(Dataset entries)
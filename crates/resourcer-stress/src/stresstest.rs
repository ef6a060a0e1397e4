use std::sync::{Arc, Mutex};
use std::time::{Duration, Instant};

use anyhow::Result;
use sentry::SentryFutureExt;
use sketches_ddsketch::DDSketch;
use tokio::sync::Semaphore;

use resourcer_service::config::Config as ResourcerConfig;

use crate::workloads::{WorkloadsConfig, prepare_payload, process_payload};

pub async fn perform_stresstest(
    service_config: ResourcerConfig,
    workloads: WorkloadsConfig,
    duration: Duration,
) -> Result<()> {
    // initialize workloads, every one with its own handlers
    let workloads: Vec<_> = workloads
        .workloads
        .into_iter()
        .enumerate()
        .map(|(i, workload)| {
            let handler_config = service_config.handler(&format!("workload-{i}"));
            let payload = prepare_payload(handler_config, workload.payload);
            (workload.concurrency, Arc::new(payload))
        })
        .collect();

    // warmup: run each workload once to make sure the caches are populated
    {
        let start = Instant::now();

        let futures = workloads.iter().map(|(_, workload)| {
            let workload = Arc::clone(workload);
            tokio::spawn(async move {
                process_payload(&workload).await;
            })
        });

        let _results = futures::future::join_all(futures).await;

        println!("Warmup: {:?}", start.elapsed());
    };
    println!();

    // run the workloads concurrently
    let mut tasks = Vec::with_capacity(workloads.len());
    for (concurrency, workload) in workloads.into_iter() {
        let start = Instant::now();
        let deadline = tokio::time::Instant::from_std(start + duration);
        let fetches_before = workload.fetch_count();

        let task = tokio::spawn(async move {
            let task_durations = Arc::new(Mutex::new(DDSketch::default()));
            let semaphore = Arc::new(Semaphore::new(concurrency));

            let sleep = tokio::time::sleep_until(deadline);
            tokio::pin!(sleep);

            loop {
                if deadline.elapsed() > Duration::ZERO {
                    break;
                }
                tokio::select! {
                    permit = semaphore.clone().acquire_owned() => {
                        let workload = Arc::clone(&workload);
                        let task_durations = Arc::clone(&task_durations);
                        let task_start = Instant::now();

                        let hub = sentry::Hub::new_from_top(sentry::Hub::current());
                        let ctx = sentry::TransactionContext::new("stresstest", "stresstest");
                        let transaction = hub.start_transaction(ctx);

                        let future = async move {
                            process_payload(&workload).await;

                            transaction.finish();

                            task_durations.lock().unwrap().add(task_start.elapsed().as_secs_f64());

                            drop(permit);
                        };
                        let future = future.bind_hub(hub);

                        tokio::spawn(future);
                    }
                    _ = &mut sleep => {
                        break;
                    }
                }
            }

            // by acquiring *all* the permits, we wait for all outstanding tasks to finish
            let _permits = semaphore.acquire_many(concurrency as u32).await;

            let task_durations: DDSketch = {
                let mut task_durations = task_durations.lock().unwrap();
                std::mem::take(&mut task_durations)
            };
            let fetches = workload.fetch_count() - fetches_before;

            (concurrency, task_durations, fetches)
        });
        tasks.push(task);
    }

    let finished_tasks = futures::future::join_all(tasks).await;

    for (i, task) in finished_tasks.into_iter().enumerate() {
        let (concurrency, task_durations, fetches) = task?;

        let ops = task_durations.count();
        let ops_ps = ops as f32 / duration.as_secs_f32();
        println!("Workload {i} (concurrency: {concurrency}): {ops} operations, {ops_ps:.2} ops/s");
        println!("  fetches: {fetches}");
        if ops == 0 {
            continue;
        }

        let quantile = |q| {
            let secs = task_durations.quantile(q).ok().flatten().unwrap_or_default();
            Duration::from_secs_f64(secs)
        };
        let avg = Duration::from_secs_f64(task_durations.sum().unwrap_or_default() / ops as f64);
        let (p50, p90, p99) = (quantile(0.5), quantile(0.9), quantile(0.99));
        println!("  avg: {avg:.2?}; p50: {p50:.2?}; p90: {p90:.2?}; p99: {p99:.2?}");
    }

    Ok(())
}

#### Directions for this task
Go through the entries above and copy every line containing "workloads".

#### Solution for this problem
use crate::workloads::{WorkloadsConfig, prepare_payload, process_payload};
    workloads: WorkloadsConfig,
    // initialize workloads, every one with its own handlers
    let workloads: Vec<_> = workloads
        .workloads
        let futures = workloads.iter().map(|(_, workload)| {
    // run the workloads concurrently
    let mut tasks = Vec::with_capacity(workloads.len());
    for (concurrency, workload) in workloads.into_iter() {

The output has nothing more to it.